Pre-collezione uomo e donna a Pitti Uomo 72

Ermanno Scervino Headquarter

In passerella la collezione Uomo P.E. 2008 e la pre-collezione donna P.E. 2008 che sfileranno con lo stesso numero di uscite: “Ormai la pre-collezione rappresenta una percentuale importantissima delle vendite di una stagione, e, da un punto di vista stilistico, un’anticipazione determinante. Per questo credo che si meriti un palcoscenico importante, in questo caso, l’ho immaginata compagna ideale della collezione uomo.” dice Ermanno Scervino.

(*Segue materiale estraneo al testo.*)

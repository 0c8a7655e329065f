//! 日志订阅器安装入口。
//!
//! # 教案式说明
//! - **意图（Why）**：代理内部只通过 `tracing` 宏输出结构化事件，宿主进程启动时调用一次
//!   [`install`] 即可把事件格式化到标准输出；
//! - **逻辑（How）**：`tracing_subscriber::registry()` 组合 `EnvFilter` 与 `fmt` Layer；
//!   `RUST_LOG` 存在时优先生效，否则使用调用方给出的默认过滤指令；
//! - **契约（What）**：若外部已设置全局 Subscriber，返回 [`TelemetryError::SubscriberAlreadySet`]，
//!   不会覆盖既有设置。

use thiserror::Error;
use tracing::dispatcher;
use tracing_subscriber::{EnvFilter, layer::SubscriberExt};

/// 安装失败原因。
#[derive(Debug, Error)]
pub enum TelemetryError {
    /// 外部提前设置了全局 `tracing` Subscriber。
    #[error("a global tracing subscriber is already installed")]
    SubscriberAlreadySet,

    /// 默认过滤指令无法解析。
    #[error("invalid log filter `{directive}`: {source}")]
    InvalidFilter {
        directive: String,
        #[source]
        source: tracing_subscriber::filter::ParseError,
    },

    /// 设置全局 Subscriber 的底层错误。
    #[error("failed to set global tracing subscriber: {0}")]
    SetGlobalSubscriber(#[from] dispatcher::SetGlobalDefaultError),
}

/// 安装全局订阅器，`default_filter` 形如 `"info"` 或 `"spark_broker=debug"`。
pub fn install(default_filter: &str) -> Result<(), TelemetryError> {
    if dispatcher::has_been_set() {
        return Err(TelemetryError::SubscriberAlreadySet);
    }
    let subscriber = tracing_subscriber::registry()
        .with(build_env_filter(default_filter)?)
        .with(tracing_subscriber::fmt::layer());
    tracing::subscriber::set_global_default(subscriber)?;
    Ok(())
}

fn build_env_filter(default_filter: &str) -> Result<EnvFilter, TelemetryError> {
    if let Ok(filter) = EnvFilter::try_from_default_env() {
        return Ok(filter);
    }
    EnvFilter::try_new(default_filter).map_err(|source| TelemetryError::InvalidFilter {
        directive: default_filter.to_owned(),
        source,
    })
}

Anche la location è un evento.

A fare da cornice alla sfilata sarà il nuovo Headquarters Ermanno Scervino, inaugurato in questa occasione con un’immersione nella storia dell’azienda, nello stile della griffe e nel made in Florence; valori portanti di un brand (1999 anno di nascita) che ha avuto in pochi anni una rapida crescita economica e stilistica: dai 10 milioni di fatturato wholesale del 2000 ai 71 milioni del 2006 con un incremento del 500%.
Una tappa importante per Ermanno Scervino, stilista, e Toni Scervino, manager, che ha costruito in questa nuova sede, 6000 mq sulle colline fiorentine, un ingranaggio capace di rispondere alle esigenze stilistico-creative del designer: “ Il nuovissimo immobile”, afferma Toni Scervino, “tra le altre attività, ospiterà al piano terra la produzione della linea Junior, il maglificio e l’ Atelier che produce gli abiti da sera. Sono aziende che abbiamo acquistato per far sì che il loro patrimonio artigianale non andasse disperso ma divenisse una nostra risorsa aziendale. Al piano superiore ci saranno gli uffici stile e un ampio spazio dedicato ad Ermanno e alle sue prove di passerella. Finalmente sia la concezione che la realizzazione del campionario saranno in intimo contatto per la creazione delle collezioni. Ricerca, innovazione e stile andranno avanti di pari passo e la
nostra filosofia, incentrata su una sartorialità fiorentina sorretta da un talento glamour, continuerà a produrre idee, ma anche a realizzarle grazie a tante mani sapienti.”